= What is expected =
What are the lines, written out exactly, from the one containing "pub fn with_jobs(mut" to the end of the entries below? Include both ends and nothing more.

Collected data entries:
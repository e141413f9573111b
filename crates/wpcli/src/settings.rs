use serde::{Deserialize, Serialize};
use std::path::PathBuf;

use crate::backend::wp::DEFAULT_TOOL;
use crate::error::{Error, Result};

/// Default marker file identifying an installation root.
pub const DEFAULT_MARKER_FILE: &str = "wp-config.php";

/// Default substring identifying the options table in `wp db check` output.
pub const DEFAULT_OPTIONS_MARKER: &str = "_options";

/// Default line printed by `wp db check` when every table passed.
pub const DEFAULT_CHECK_SUCCESS_MARKER: &str = "Success: Database checked";

/// Settings shared by every component, passed in explicitly at construction.
#[derive(Debug, Clone, PartialEq, Eq, Serialize, Deserialize)]
#[serde(default)]
pub struct Settings {
    /// WP-CLI executable name or path
    pub tool: String,
    /// File whose presence marks an installation root
    pub marker_file: String,
    /// Substring identifying the options table in check output
    pub options_marker: String,
    /// Line identifying a successful database check
    pub check_success_marker: String,
    /// Where to look for installations and dumps (home directory if unset)
    pub scan_root: Option<PathBuf>,
    /// Installations probed at once
    pub jobs: usize,
}

impl Default for Settings {
    fn default() -> Self {
        Self {
            tool: DEFAULT_TOOL.to_string(),
            marker_file: DEFAULT_MARKER_FILE.to_string(),
            options_marker: DEFAULT_OPTIONS_MARKER.to_string(),
            check_success_marker: DEFAULT_CHECK_SUCCESS_MARKER.to_string(),
            scan_root: None,
            jobs: 1,
        }
    }
}

impl Settings {
    /// Set the scan root.
    pub fn with_scan_root(mut self, root: impl Into<PathBuf>) -> Self {
        self.scan_root = Some(root.into());
        self
    }

    /// Set the number of probe workers.
    pub fn with_jobs(mut self, jobs: usize) -> Self {
        self.jobs = jobs;
        self
    }

    /// The configured scan root, or the user's home directory.
    pub fn scan_root(&self) -> Result<PathBuf> {
        match &self.scan_root {
            Some(root) => Ok(root.clone()),
            None => dirs::home_dir().ok_or(Error::NoHomeDirectory),
        }
    }

    /// Worker count, never below one.
    pub fn jobs(&self) -> usize {
        self.jobs.max(1)
    }
}

#[cfg(test)]
mod tests {
    use super::*;

    #[test]
    fn test_defaults() {
        let settings = Settings::default();
        assert_eq!(settings.tool, "wp");
        assert_eq!(settings.marker_file, "wp-config.php");
        assert_eq!(settings.options_marker, "_options");
        assert_eq!(settings.check_success_marker, "Success: Database checked");
        assert_eq!(settings.jobs(), 1);
    }

    #[test]
    fn test_scan_root_override() {
        let settings = Settings::default().with_scan_root("/srv/www");
        assert_eq!(settings.scan_root().unwrap(), PathBuf::from("/srv/www"));
    }

    #[test]
    fn test_jobs_never_zero() {
        assert_eq!(Settings::default().with_jobs(0).jobs(), 1);
        assert_eq!(Settings::default().with_jobs(4).jobs(), 4);
    }

    #[test]
    fn test_partial_deserialize_keeps_defaults() {
        let settings: Settings = serde_json::from_str(r#"{"tool":"/opt/wp-cli/wp"}"#).unwrap();
        assert_eq!(settings.tool, "/opt/wp-cli/wp");
        assert_eq!(settings.marker_file, DEFAULT_MARKER_FILE);
    }
}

= Problem solution =
    pub fn with_jobs(mut self, jobs: usize) -> Self {
        self.jobs = jobs;
        self
    }

    /// The configured scan root, or the user's home directory.
    pub fn scan_root(&self) -> Result<PathBuf> {
        match &self.scan_root {
            Some(root) => Ok(root.clone()),
            None => dirs::home_dir().ok_or(Error::NoHomeDirectory),
        }
    }

    /// Worker count, never below one.
    pub fn jobs(&self) -> usize {
        self.jobs.max(1)
    }
}

#[cfg(test)]
mod tests {
    use super::*;

    #[test]
    fn test_defaults() {
        let settings = Settings::default();
        assert_eq!(settings.tool, "wp");
        assert_eq!(settings.marker_file, "wp-config.php");
        assert_eq!(settings.options_marker, "_options");
        assert_eq!(settings.check_success_marker, "Success: Database checked");
        assert_eq!(settings.jobs(), 1);
    }

    #[test]
    fn test_scan_root_override() {
        let settings = Settings::default().with_scan_root("/srv/www");
        assert_eq!(settings.scan_root().unwrap(), PathBuf::from("/srv/www"));
    }

    #[test]
    fn test_jobs_never_zero() {
        assert_eq!(Settings::default().with_jobs(0).jobs(), 1);
        assert_eq!(Settings::default().with_jobs(4).jobs(), 4);
    }

    #[test]
    fn test_partial_deserialize_keeps_defaults() {
        let settings: Settings = serde_json::from_str(r#"{"tool":"/opt/wp-cli/wp"}"#).unwrap();
        assert_eq!(settings.tool, "/opt/wp-cli/wp");
        assert_eq!(settings.marker_file, DEFAULT_MARKER_FILE);
    }
}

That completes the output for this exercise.